APIs have become the default path to integrating solutions. API interfaces provide “contracts” between software solutions or within different parts of a solution. API specifications are driving changes in how solutions are being developed and made available, and they are a major source of revenue for some technology companies. By adopting and standardizing APIs, business innovation is being propelled throughout all industry sectors. In 2021, Gartner suggested that in 90% of solutions APIs expose more systems than UIs1.
Here’s a look at how APIs are making a major difference in several industries.
Traditionally, the financial services sector has been dominated by a small group of very large, global businesses. In 2007, within the European Union and the European Economic Area, the means to make payments needed to be standardized to open the market to greater competition and innovation. This led to the original Payment Services Directive, which proved successful. In 2018, legislation within Europe for the revised Payment Services Directive (PSD2) extended the scope of the original goal to impact payments to EU businesses.

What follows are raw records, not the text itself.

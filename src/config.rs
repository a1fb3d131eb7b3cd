//! Engine tuning parameters
//!
//! The defaults reproduce the reference scoring exactly. Hosts may override
//! them from JSON, but every config is validated before use.

use crate::error::InsightsError;
use serde::{Deserialize, Serialize};

/// Maximum gap between consecutive messages of one burst (20 minutes)
pub const BURST_GAP_MS: i64 = 20 * 60 * 1000;

/// Message count at which the volume term saturates
pub const VOLUME_SATURATION_MESSAGES: f64 = 50.0;

/// Median reply time (minutes) at which responsiveness reaches zero
pub const RESPONSIVENESS_CUTOFF_MINUTES: f64 = 60.0;

pub const VOLUME_WEIGHT: f64 = 0.45;
pub const RECIPROCITY_WEIGHT: f64 = 0.35;
pub const RESPONSIVENESS_WEIGHT: f64 = 0.20;

const WEIGHT_SUM_TOLERANCE: f64 = 1e-6;

/// Tuning constants for burst segmentation and activity scoring
#[derive(Debug, Clone, Copy, PartialEq, Serialize, Deserialize)]
#[serde(default)]
pub struct InsightsConfig {
    /// Gaps strictly greater than this start a new burst
    pub burst_gap_ms: i64,
    pub volume_saturation_messages: f64,
    pub responsiveness_cutoff_minutes: f64,
    pub volume_weight: f64,
    pub reciprocity_weight: f64,
    pub responsiveness_weight: f64,
}

impl Default for InsightsConfig {
    fn default() -> Self {
        Self {
            burst_gap_ms: BURST_GAP_MS,
            volume_saturation_messages: VOLUME_SATURATION_MESSAGES,
            responsiveness_cutoff_minutes: RESPONSIVENESS_CUTOFF_MINUTES,
            volume_weight: VOLUME_WEIGHT,
            reciprocity_weight: RECIPROCITY_WEIGHT,
            responsiveness_weight: RESPONSIVENESS_WEIGHT,
        }
    }
}

impl InsightsConfig {
    /// Check that the parameters keep every score inside [0, 1]
    pub fn validate(&self) -> Result<(), InsightsError> {
        if self.burst_gap_ms < 0 {
            return Err(InsightsError::InvalidConfig(format!(
                "burst_gap_ms must be non-negative, got {}",
                self.burst_gap_ms
            )));
        }

        // ln(saturation) is the volume divisor
        if !self.volume_saturation_messages.is_finite() || self.volume_saturation_messages <= 1.0 {
            return Err(InsightsError::InvalidConfig(format!(
                "volume_saturation_messages must be a finite number above 1, got {}",
                self.volume_saturation_messages
            )));
        }

        if !self.responsiveness_cutoff_minutes.is_finite()
            || self.responsiveness_cutoff_minutes <= 0.0
        {
            return Err(InsightsError::InvalidConfig(format!(
                "responsiveness_cutoff_minutes must be positive, got {}",
                self.responsiveness_cutoff_minutes
            )));
        }

        let weights = [
            ("volume_weight", self.volume_weight),
            ("reciprocity_weight", self.reciprocity_weight),
            ("responsiveness_weight", self.responsiveness_weight),
        ];
        for (name, weight) in weights {
            if !weight.is_finite() || weight < 0.0 {
                return Err(InsightsError::InvalidConfig(format!(
                    "{} must be a non-negative number, got {}",
                    name, weight
                )));
            }
        }

        let sum: f64 = weights.iter().map(|(_, w)| w).sum();
        if (sum - 1.0).abs() > WEIGHT_SUM_TOLERANCE {
            return Err(InsightsError::InvalidConfig(format!(
                "score weights must sum to 1.0, got {}",
                sum
            )));
        }

        Ok(())
    }

    /// Parse and validate a config from JSON. Missing fields take defaults.
    pub fn from_json(json: &str) -> Result<Self, InsightsError> {
        let config: Self = serde_json::from_str(json)?;
        config.validate()?;
        Ok(config)
    }

    /// Serialize the config to pretty JSON
    pub fn to_json(&self) -> Result<String, InsightsError> {
        Ok(serde_json::to_string_pretty(self)?)
    }
}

PSD2 has had a positive impact on the industry, helping usher in a new generation of standards, such as open banking. America and Canada also have their own API standards, facilitated by the Financial Data Exchange organization.
Oracle provides a wide range of solutions for the financial services industry. To find out more about Oracle’s applications and cloud services as well as our use of API standards, check out the following resources.
Learn more about APIs in banking and finance
From linking key cards to hotel reservations to charging food and drink to your room, the modern hospitality experience is incredibly interconnected. Take, for example, the behind-the-scenes orchestration of hotel reservations and pricing with different third parties, such as Expedia and Trivago.
Most hoteliers see themselves as service providers, not technology companies. In fact, many of these capabilities came about by using a wide range of smaller specialist software providers. To help hotels build efficient, connected, and agile business processes, Oracle Hospitality has been rebuilding its products as SaaS solutions. And we understand that our new SaaS services need to support integrating many third-party solutions without expensive development work, which is why the Oracle Hospitality Integration Platform (OHIP (PDF)) was born.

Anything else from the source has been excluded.